A technique known as machine learning is enabling computers to do impressive new things, like identifying faces and recognizing speech as well as a person can. But the approach requires huge quantities of curated data, and it can be challenging and time-consuming to gather enough. The scenery in many games is so fantastically realistic that it can be used to generate data that’s as good as that generated by using real-world imagery.
Some researchers already build 3-D simulations using game engines to generate training data for their algorithms (see “To Get Truly Smart, AI Might Need to Play More Video Games”). However, off-the-shelf computer games, featuring hours of photorealistic imagery, could provide an easier way to gather large quantities of training data.
A team of researchers from Intel Labs and Darmstadt University in Germany has developed a clever way to extract useful training data from Grand Theft Auto.
The researchers created a software layer that sits between the game and a computer’s hardware, automatically classifying different objects in the road scenes shown in the game. This provides the labels that can then be fed to a machine-learning algorithm, allowing it to recognize cars, pedestrians, and other objects shown, either in the game or on a real street. According to a paper posted by the team recently, it would be nearly impossible to have people label all of the scenes with similar detail manually. The researchers also say that real training images can be improved with the addition of some synthetic imagery.
The software scans a road scene and assigns objects label names (on the left panel) such as road, sidewalk, or building.
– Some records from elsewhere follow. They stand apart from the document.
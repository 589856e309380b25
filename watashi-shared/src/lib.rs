mod frame;

pub use frame::{FrameDecoder, FrameError};

use serde::{Deserialize, Serialize};

#[derive(Debug, Clone, PartialEq, Serialize, Deserialize)]
pub struct ChatMessage {
    pub role: MessageRole,
    pub content: String,
}

impl ChatMessage {
    pub fn user(content: impl Into<String>) -> Self {
        Self {
            role: MessageRole::User,
            content: content.into(),
        }
    }

    pub fn assistant(content: impl Into<String>) -> Self {
        Self {
            role: MessageRole::Assistant,
            content: content.into(),
        }
    }
}

#[derive(Debug, Clone, Copy, PartialEq, Eq, Serialize, Deserialize)]
#[serde(rename_all = "lowercase")]
pub enum MessageRole {
    System,
    User,
    Assistant,
}

impl MessageRole {
    pub const ALL: [MessageRole; 3] = [MessageRole::User, MessageRole::Assistant, MessageRole::System];

    pub fn as_str(&self) -> &'static str {
        match self {
            MessageRole::System => "system",
            MessageRole::User => "user",
            MessageRole::Assistant => "assistant",
        }
    }

    pub fn parse(value: &str) -> Option<Self> {
        Self::ALL.into_iter().find(|role| role.as_str() == value)
    }
}

/// Request from client to the relay: the whole conversation so far.
#[derive(Debug, Clone, Serialize, Deserialize)]
pub struct ChatRequest {
    pub messages: Vec<ChatMessage>,
}

/// One framed unit of model output on the relay's response stream.
#[derive(Debug, Clone, PartialEq)]
pub enum StreamChunk {
    Text(String),
    Error(String),
    Finish(FinishMetadata),
}

#[derive(Debug, Clone, PartialEq, Serialize, Deserialize)]
#[serde(rename_all = "camelCase")]
pub struct FinishMetadata {
    pub finish_reason: FinishReason,
    #[serde(default, skip_serializing_if = "Option::is_none")]
    pub usage: Option<Usage>,
}

#[derive(Debug, Clone, Copy, PartialEq, Eq, Serialize, Deserialize)]
#[serde(rename_all = "kebab-case")]
pub enum FinishReason {
    Stop,
    Length,
    ContentFilter,
    ToolCalls,
    Error,
    Other,
    /// Any reason this version does not know about.
    #[serde(other)]
    Unknown,
}

#[derive(Debug, Clone, Copy, PartialEq, Eq, Serialize, Deserialize)]
#[serde(rename_all = "camelCase")]
pub struct Usage {
    pub prompt_tokens: u32,
    pub completion_tokens: u32,
}

/// Body of every non-streaming error response.
#[derive(Debug, Clone, PartialEq, Serialize, Deserialize)]
pub struct ErrorBody {
    pub error: String,
    #[serde(default, skip_serializing_if = "Option::is_none")]
    pub details: Option<Vec<ValidationIssue>>,
    #[serde(default, skip_serializing_if = "Option::is_none")]
    pub message: Option<String>,
}

impl ErrorBody {
    /// Single line suitable for showing to a user.
    pub fn summary(&self) -> String {
        if let Some(message) = &self.message {
            return format!("{}: {}", self.error, message);
        }
        match self.details.as_deref() {
            Some([first, rest @ ..]) if rest.is_empty() => format!("{}: {}", self.error, first),
            Some([first, rest @ ..]) => {
                format!("{}: {} (and {} more)", self.error, first, rest.len())
            }
            _ => self.error.clone(),
        }
    }
}

#[derive(Debug, Clone, PartialEq, Serialize, Deserialize)]
pub struct ValidationIssue {
    pub path: Vec<PathSegment>,
    pub message: String,
}

impl std::fmt::Display for ValidationIssue {
    fn fmt(&self, f: &mut std::fmt::Formatter<'_>) -> std::fmt::Result {
        let path = self
            .path
            .iter()
            .map(|segment| match segment {
                PathSegment::Key(key) => key.clone(),
                PathSegment::Index(index) => index.to_string(),
            })
            .collect::<Vec<_>>()
            .join(".");
        write!(f, "{} at '{}'", self.message, path)
    }
}

#[derive(Debug, Clone, PartialEq, Eq, Serialize, Deserialize)]
#[serde(untagged)]
pub enum PathSegment {
    Index(usize),
    Key(String),
}

impl From<&str> for PathSegment {
    fn from(key: &str) -> Self {
        PathSegment::Key(key.to_string())
    }
}

impl From<usize> for PathSegment {
    fn from(index: usize) -> Self {
        PathSegment::Index(index)
    }
}

#[cfg(test)]
mod tests {
    use super::*;

    #[test]
    fn roles_parse_only_known_values() {
        assert_eq!(MessageRole::parse("user"), Some(MessageRole::User));
        assert_eq!(MessageRole::parse("system"), Some(MessageRole::System));
        assert_eq!(MessageRole::parse("User"), None);
        assert_eq!(MessageRole::parse("tool"), None);
    }

    #[test]
    fn validation_issue_path_serializes_as_mixed_array() {
        let issue = ValidationIssue {
            path: vec!["messages".into(), 2.into(), "role".into()],
            message: "Invalid enum value".to_string(),
        };
        let json = serde_json::to_value(&issue).unwrap();
        assert_eq!(json["path"], serde_json::json!(["messages", 2, "role"]));
        assert_eq!(issue.to_string(), "Invalid enum value at 'messages.2.role'");
    }

    #[test]
    fn error_body_summary_prefers_message_then_details() {
        let provider = ErrorBody {
            error: "Internal server error".to_string(),
            details: None,
            message: Some("request timed out after 30s".to_string()),
        };
        assert_eq!(provider.summary(), "Internal server error: request timed out after 30s");

        let body: ErrorBody = serde_json::from_str(
            r#"{"error":"Invalid request format","details":[
                {"path":["messages"],"message":"Expected array, received string"},
                {"path":["x"],"message":"other"}]}"#,
        )
        .unwrap();
        assert_eq!(
            body.summary(),
            "Invalid request format: Expected array, received string at 'messages' (and 1 more)"
        );
    }
}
One of the big challenges in AI is how to slake the thirst for data exhibited by the most powerful machine-learning algorithms. This is especially problematic for real-world tasks like automated driving. It takes thousands of hours to collect real street imagery, and thousands more to label all of those images. It’s also impractical to go through every possible scenario in real life, like crashing a car into a brick wall at a high speed.
“Annotating real-world data is an expensive operation and the current approaches do not scale up easily,” says Alireza Shafaei, a PhD student at the University of British Columbia who recently coauthored a paper showing how video games can be used to train a computer vision system, in some cases as well as real data can. Together with Mark Schmidt, an assistant professor at UBC, Shafaei showed that video games also provide an easy way to vary the environmental conditions found in training data.
“With artificial environments we can effortlessly gather precisely annotated data at a larger scale with a considerable amount of variation in lighting and climate settings,” Shafaei says. “We showed that this synthetic data is almost as good, or sometimes even better, than using real data for training.”